By a pedantically literal reading of § 13(b)(1), it is possible to say that these employees are among those as to whom the Interstate Commerce Commission has 'power' to establish qualifications and maximum hours of service. A sporadic and minute portion of their activities, approximating 3% to 4% of the total, affects the safety of operation of trucks in interstate commerce. The Commission's power under § 204(a) of the Motor Carrier Act is confined to regulation of transportation in interstate and foreign commerce; and its jurisdiction over employees' activities is limited to those which affect the safety of operation of motor vehicles engaged in such transportation. United States v. American Trucking Ass'ns, 310 U.S. 534, 60 S.Ct. 1059, 84 L.Ed. 1345. Hence the potential scope of the Commission's 'power' over petitioner's employees is extremely narrow. Approximately 97% of their activities are beyond the jurisdiction of the Commission. Yet it is by the slender thread of this 'power' that they fall within § 13(b)(1) and hence are deprived of the benefits of the Fair Labor Standards Act.

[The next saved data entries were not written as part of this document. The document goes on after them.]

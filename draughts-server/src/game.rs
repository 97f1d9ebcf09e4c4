//! 对局控制
//!
//! 包含回合计时器

use std::time::{Duration, Instant};

/// 回合计时器
///
/// 没有系统定时器，deadline 由单调时钟推算、周期扫描触发。
/// 两种状态互斥：
/// - 计时中：`turn_start` 有值且 `remaining_ms` 为 -1；
/// - 冻结：`turn_start` 为空且 `remaining_ms` 保存剩余时间。
#[derive(Debug, Clone, Copy, PartialEq, Eq)]
pub struct TurnClock {
    /// 当前回合开始时间
    turn_start: Option<Instant>,
    /// 冻结时保存的剩余时间（毫秒）；-1 表示未冻结
    remaining_ms: i64,
}

impl TurnClock {
    /// 未开局状态
    pub fn idle() -> Self {
        Self {
            turn_start: None,
            remaining_ms: -1,
        }
    }

    /// 从 now 起重新计满一个回合
    pub fn start(&mut self, now: Instant) {
        self.turn_start = Some(now);
        self.remaining_ms = -1;
    }

    /// 是否在计时中
    pub fn is_running(&self) -> bool {
        self.turn_start.is_some()
    }

    /// 当前剩余时间（毫秒）
    pub fn remaining_ms(&self, now: Instant, turn_timeout_ms: u64) -> i64 {
        if let Some(start) = self.turn_start {
            let elapsed = now.saturating_duration_since(start).as_millis() as i64;
            (turn_timeout_ms as i64 - elapsed).max(0)
        } else if self.remaining_ms >= 0 {
            self.remaining_ms
        } else {
            turn_timeout_ms as i64
        }
    }

    /// 冻结：以 frozen_at 为当前时刻保存剩余时间并停表
    ///
    /// frozen_at 可以早于 now（服务端停摆检测用最后一次收包时间冻结）。
    pub fn freeze(&mut self, frozen_at: Instant, turn_timeout_ms: u64) {
        if let Some(start) = self.turn_start {
            let elapsed = frozen_at.saturating_duration_since(start).as_millis() as i64;
            self.remaining_ms = (turn_timeout_ms as i64 - elapsed).max(0);
        }
        self.turn_start = None;
    }

    /// 解冻：回拨回合起点，使冻结时保存的剩余时间不变
    pub fn resume(&mut self, now: Instant, turn_timeout_ms: u64) {
        if self.turn_start.is_some() {
            return;
        }

        let remaining = if self.remaining_ms >= 0 {
            self.remaining_ms
        } else {
            turn_timeout_ms as i64
        };
        let consumed = (turn_timeout_ms as i64 - remaining).max(0) as u64;
        self.turn_start = Some(
            now.checked_sub(Duration::from_millis(consumed))
                .unwrap_or(now),
        );
        self.remaining_ms = -1;
    }

    /// 回合是否超时；冻结中的时钟不超时
    pub fn expired(&self, now: Instant, turn_timeout_ms: u64) -> bool {
        match self.turn_start {
            Some(start) => {
                now.saturating_duration_since(start).as_millis() > u128::from(turn_timeout_ms)
            }
            None => false,
        }
    }
}

impl Default for TurnClock {
    fn default() -> Self {
        Self::idle()
    }
}

#[cfg(test)]
mod tests {
    use super::*;

    const TIMEOUT: u64 = 60_000;

    #[test]
    fn test_idle_clock() {
        let clock = TurnClock::idle();
        let now = Instant::now();
        assert!(!clock.is_running());
        assert!(!clock.expired(now, TIMEOUT));
        assert_eq!(clock.remaining_ms(now, TIMEOUT), TIMEOUT as i64);
    }

    #[test]
    fn test_running_remaining() {
        let t0 = Instant::now();
        let mut clock = TurnClock::idle();
        clock.start(t0);

        let t1 = t0 + Duration::from_millis(10_000);
        assert_eq!(clock.remaining_ms(t1, TIMEOUT), 50_000);
        assert!(!clock.expired(t1, TIMEOUT));

        let t2 = t0 + Duration::from_millis(60_001);
        assert_eq!(clock.remaining_ms(t2, TIMEOUT), 0);
        assert!(clock.expired(t2, TIMEOUT));
    }

    #[test]
    fn test_freeze_preserves_remaining() {
        let t0 = Instant::now();
        let mut clock = TurnClock::idle();
        clock.start(t0);

        clock.freeze(t0 + Duration::from_millis(25_000), TIMEOUT);
        assert!(!clock.is_running());

        // 冻结期间剩余时间不随 now 变化，也不会超时
        let later = t0 + Duration::from_millis(300_000);
        assert_eq!(clock.remaining_ms(later, TIMEOUT), 35_000);
        assert!(!clock.expired(later, TIMEOUT));
    }

    #[test]
    fn test_resume_restores_remaining() {
        let t0 = Instant::now();
        let mut clock = TurnClock::idle();
        clock.start(t0);
        clock.freeze(t0 + Duration::from_millis(25_000), TIMEOUT);

        // 冻结 10 分钟后恢复，剩余时间从 35 秒继续走
        let t1 = t0 + Duration::from_millis(625_000);
        clock.resume(t1, TIMEOUT);
        assert!(clock.is_running());
        assert_eq!(clock.remaining_ms(t1, TIMEOUT), 35_000);

        let t2 = t1 + Duration::from_millis(35_001);
        assert!(clock.expired(t2, TIMEOUT));
    }

    #[test]
    fn test_freeze_before_start_is_floor_zero() {
        let t0 = Instant::now();
        let mut clock = TurnClock::idle();
        clock.start(t0 + Duration::from_millis(1000));

        // 冻结时刻早于回合起点：按零耗时处理
        clock.freeze(t0, TIMEOUT);
        assert_eq!(clock.remaining_ms(t0, TIMEOUT), TIMEOUT as i64);
    }

    #[test]
    fn test_resume_running_clock_is_noop() {
        let t0 = Instant::now();
        let mut clock = TurnClock::idle();
        clock.start(t0);
        clock.resume(t0 + Duration::from_millis(5000), TIMEOUT);

        assert_eq!(
            clock.remaining_ms(t0 + Duration::from_millis(10_000), TIMEOUT),
            50_000
        );
    }
}
//! Liveness endpoint

use axum::{extract::State, routing::get, Json, Router};
use serde::Serialize;

use crate::AppState;

#[derive(Debug, Serialize)]
pub struct HealthResponse {
    pub status: &'static str,
    pub service: &'static str,
    pub version: &'static str,
    /// Dashboard visits currently held in memory
    pub dashboard_visits: usize,
}

/// GET /health
///
/// Never calls the spreadsheet or the reference source.
pub async fn health_check(State(state): State<AppState>) -> Json<HealthResponse> {
    Json(HealthResponse {
        status: "ok",
        service: "wikara-web",
        version: env!("CARGO_PKG_VERSION"),
        dashboard_visits: state.visits.len().await,
    })
}

pub fn health_routes() -> Router<AppState> {
    Router::new().route("/health", get(health_check))
}
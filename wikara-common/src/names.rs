//! Respondent-name options for the form's searchable name picker

use std::path::Path;

use tracing::debug;

use crate::Result;

/// Read the name list (a JSON array of strings)
pub async fn load_names(path: &Path) -> Result<Vec<String>> {
    debug!(path = %path.display(), "Reading name options");
    let bytes = tokio::fs::read(path).await?;
    Ok(serde_json::from_slice(&bytes)?)
}

/// Names containing `query`, ignoring case, in list order
///
/// A blank query matches everything.
pub fn filter_names<'a>(names: &'a [String], query: &str) -> Vec<&'a str> {
    let needle = query.trim().to_lowercase();
    names
        .iter()
        .filter(|name| name.to_lowercase().contains(&needle))
        .map(String::as_str)
        .collect()
}
//! Join engine: overlay submitted rows onto the reference hierarchy
//!
//! The joined hierarchy always has exactly the reference hierarchy's shape.
//! Export rows can only annotate sub-units; rows whose key matches no
//! sub-unit are ignored.
//!
//! When several export rows normalize to the same key, the last one in
//! export order wins. Such keys are collected in
//! [`JoinedHierarchy::duplicate_ids`] so callers can report them.

use std::collections::HashMap;

use serde::Serialize;
use serde_json::Value;

use crate::export::{ExportColumns, SubmissionExport, SubmittedRow};
use crate::hierarchy::Region;
use crate::normalize::{normalize_id, RawCell};

#[derive(Debug, Clone, PartialEq, Serialize)]
pub struct JoinedSubUnit {
    pub id: String,
    pub name: String,
    pub submission: Option<SubmittedRow>,
}

#[derive(Debug, Clone, PartialEq, Serialize)]
pub struct JoinedSubRegion {
    pub id: String,
    pub name: String,
    pub sub_units: Vec<JoinedSubUnit>,
}

#[derive(Debug, Clone, PartialEq, Serialize)]
pub struct JoinedRegion {
    pub id: String,
    pub name: String,
    pub sub_regions: Vec<JoinedSubRegion>,
}

/// Reference hierarchy annotated with matched submissions
#[derive(Debug, Clone, PartialEq, Serialize)]
pub struct JoinedHierarchy {
    pub regions: Vec<JoinedRegion>,
    /// Column positions used to read fields out of submitted rows
    pub columns: ExportColumns,
    /// Normalized keys that appeared more than once in the export
    pub duplicate_ids: Vec<String>,
}

impl JoinedSubRegion {
    /// (matched, total) sub-unit counts
    pub fn completion(&self) -> (usize, usize) {
        let matched = self
            .sub_units
            .iter()
            .filter(|s| s.submission.is_some())
            .count();
        (matched, self.sub_units.len())
    }
}

impl JoinedRegion {
    /// (matched, total) sub-unit counts across all sub-regions
    pub fn completion(&self) -> (usize, usize) {
        self.sub_regions
            .iter()
            .map(JoinedSubRegion::completion)
            .fold((0, 0), |(m, t), (dm, dt)| (m + dm, t + dt))
    }
}

impl JoinedHierarchy {
    /// Hierarchy with no regions, used when nothing could be loaded
    pub fn empty() -> Self {
        Self {
            regions: Vec::new(),
            columns: ExportColumns::default(),
            duplicate_ids: Vec::new(),
        }
    }

    pub fn sub_unit_count(&self) -> usize {
        self.regions.iter().map(|r| r.completion().1).sum()
    }

    pub fn matched_count(&self) -> usize {
        self.regions.iter().map(|r| r.completion().0).sum()
    }
}

/// Index export records by normalized sub-unit key
///
/// Returns the lookup plus the keys seen more than once, in the order their
/// first repeat was encountered.
pub fn build_lookup(
    records: &[Vec<Value>],
    columns: &ExportColumns,
) -> (HashMap<String, SubmittedRow>, Vec<String>) {
    let mut lookup = HashMap::with_capacity(records.len());
    let mut duplicates = Vec::new();

    for record in records {
        let raw = record
            .get(columns.sub_unit_id)
            .map(RawCell::from)
            .unwrap_or(RawCell::Missing);
        let key = normalize_id(raw);

        if lookup
            .insert(key.clone(), SubmittedRow::from_cells(record))
            .is_some()
            && !duplicates.contains(&key)
        {
            duplicates.push(key);
        }
    }

    (lookup, duplicates)
}

/// Join the export onto the reference hierarchy
pub fn join(reference: &[Region], export: &SubmissionExport) -> JoinedHierarchy {
    let columns = ExportColumns::for_export(export);
    let (lookup, duplicate_ids) = build_lookup(export.records(), &columns);

    let regions = reference
        .iter()
        .map(|region| JoinedRegion {
            id: region.id.clone(),
            name: region.name.clone(),
            sub_regions: region
                .sub_regions
                .iter()
                .map(|sub_region| JoinedSubRegion {
                    id: sub_region.id.clone(),
                    name: sub_region.name.clone(),
                    sub_units: sub_region
                        .sub_units
                        .iter()
                        .map(|sub_unit| JoinedSubUnit {
                            id: sub_unit.id.clone(),
                            name: sub_unit.name.clone(),
                            submission: lookup.get(&sub_unit.id).cloned(),
                        })
                        .collect(),
                })
                .collect(),
        })
        .collect();

    JoinedHierarchy {
        regions,
        columns,
        duplicate_ids,
    }
}
//! Completion aggregation and table flattening for the dashboard

use std::cmp::Ordering;

use serde::Serialize;

use crate::export::PLACEHOLDER;
use crate::join::{JoinedHierarchy, JoinedRegion};

/// What one chart bar stands for
#[derive(Debug, Clone, Copy, PartialEq, Eq, Serialize)]
#[serde(rename_all = "snake_case")]
pub enum Grouping {
    /// No region selected: one bar per region
    Region,
    /// A region selected: one bar per sub-region inside it
    SubRegion,
}

/// One bar of the completion chart
#[derive(Debug, Clone, PartialEq, Serialize)]
pub struct ChartEntry {
    pub name: String,
    pub percentage: f64,
    pub matched: usize,
    pub total: usize,
}

/// One row of the sub-unit table
#[derive(Debug, Clone, PartialEq, Eq, Serialize)]
pub struct TableRow {
    pub region: String,
    pub sub_region: String,
    pub sub_unit_id: String,
    pub sub_unit_name: String,
    pub sub_unit_count: String,
    pub respondent: String,
    pub timestamp: String,
}

/// Treat an empty selection as "all regions"
pub fn selected_region(region: Option<&str>) -> Option<&str> {
    region.map(str::trim).filter(|r| !r.is_empty())
}

/// Regions visible under the filter
///
/// An unknown region id yields nothing.
pub fn filter_regions<'a>(
    joined: &'a JoinedHierarchy,
    region: Option<&str>,
) -> Vec<&'a JoinedRegion> {
    match selected_region(region) {
        Some(id) => joined.regions.iter().filter(|r| r.id == id).collect(),
        None => joined.regions.iter().collect(),
    }
}

/// Percentage of matched sub-units, rounded to one decimal
///
/// # Examples
/// ```
/// use wikara_common::aggregate::completion_percentage;
///
/// assert_eq!(completion_percentage(3, 4), 75.0);
/// assert_eq!(completion_percentage(1, 3), 33.3);
/// assert_eq!(completion_percentage(0, 0), 0.0);
/// ```
pub fn completion_percentage(matched: usize, total: usize) -> f64 {
    if total == 0 {
        return 0.0;
    }
    let percentage = 100.0 * matched as f64 / total as f64;
    (percentage * 10.0).round() / 10.0
}

fn entry(name: &str, (matched, total): (usize, usize)) -> ChartEntry {
    ChartEntry {
        name: name.to_string(),
        percentage: completion_percentage(matched, total),
        matched,
        total,
    }
}

/// Completion chart series, highest percentage first
///
/// Equal percentages keep hierarchy order.
pub fn chart_series(joined: &JoinedHierarchy, region: Option<&str>) -> (Grouping, Vec<ChartEntry>) {
    let (grouping, mut entries) = match selected_region(region) {
        Some(_) => (
            Grouping::SubRegion,
            filter_regions(joined, region)
                .first()
                .map(|r| {
                    r.sub_regions
                        .iter()
                        .map(|d| entry(&d.name, d.completion()))
                        .collect::<Vec<_>>()
                })
                .unwrap_or_default(),
        ),
        None => (
            Grouping::Region,
            joined
                .regions
                .iter()
                .map(|r| entry(&r.name, r.completion()))
                .collect::<Vec<_>>(),
        ),
    };

    // sort_by is stable
    entries.sort_by(|a, b| {
        b.percentage
            .partial_cmp(&a.percentage)
            .unwrap_or(Ordering::Equal)
    });

    (grouping, entries)
}

/// Flatten the filtered hierarchy into one row per sub-unit
pub fn table_rows(joined: &JoinedHierarchy, region: Option<&str>) -> Vec<TableRow> {
    let columns = joined.columns;
    let mut rows = Vec::new();

    for r in filter_regions(joined, region) {
        for d in &r.sub_regions {
            for s in &d.sub_units {
                let field = |index: usize| {
                    s.submission
                        .as_ref()
                        .and_then(|row| row.field(index))
                        .unwrap_or(PLACEHOLDER)
                        .to_string()
                };

                rows.push(TableRow {
                    region: r.name.clone(),
                    sub_region: d.name.clone(),
                    sub_unit_id: s.id.clone(),
                    sub_unit_name: s.name.clone(),
                    sub_unit_count: field(columns.sub_unit_count),
                    respondent: field(columns.respondent),
                    timestamp: field(columns.timestamp),
                });
            }
        }
    }

    rows
}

Due respect for the legislative purpose militates against such a result. We are dealing here with a statute that is dedicated to the proposition that laboring men are to be treated as something more than chattels. And their statutory rights are not to be discarded by adherence to formalistic dogmas of interpretation. Section 13(b)(1) is not just an exercise in grammar. It is part of the living fiber embodying the rights of those who labor for others. t must be read and interpreted in the light of reason and in the light of the aims which Congress sought to achieve.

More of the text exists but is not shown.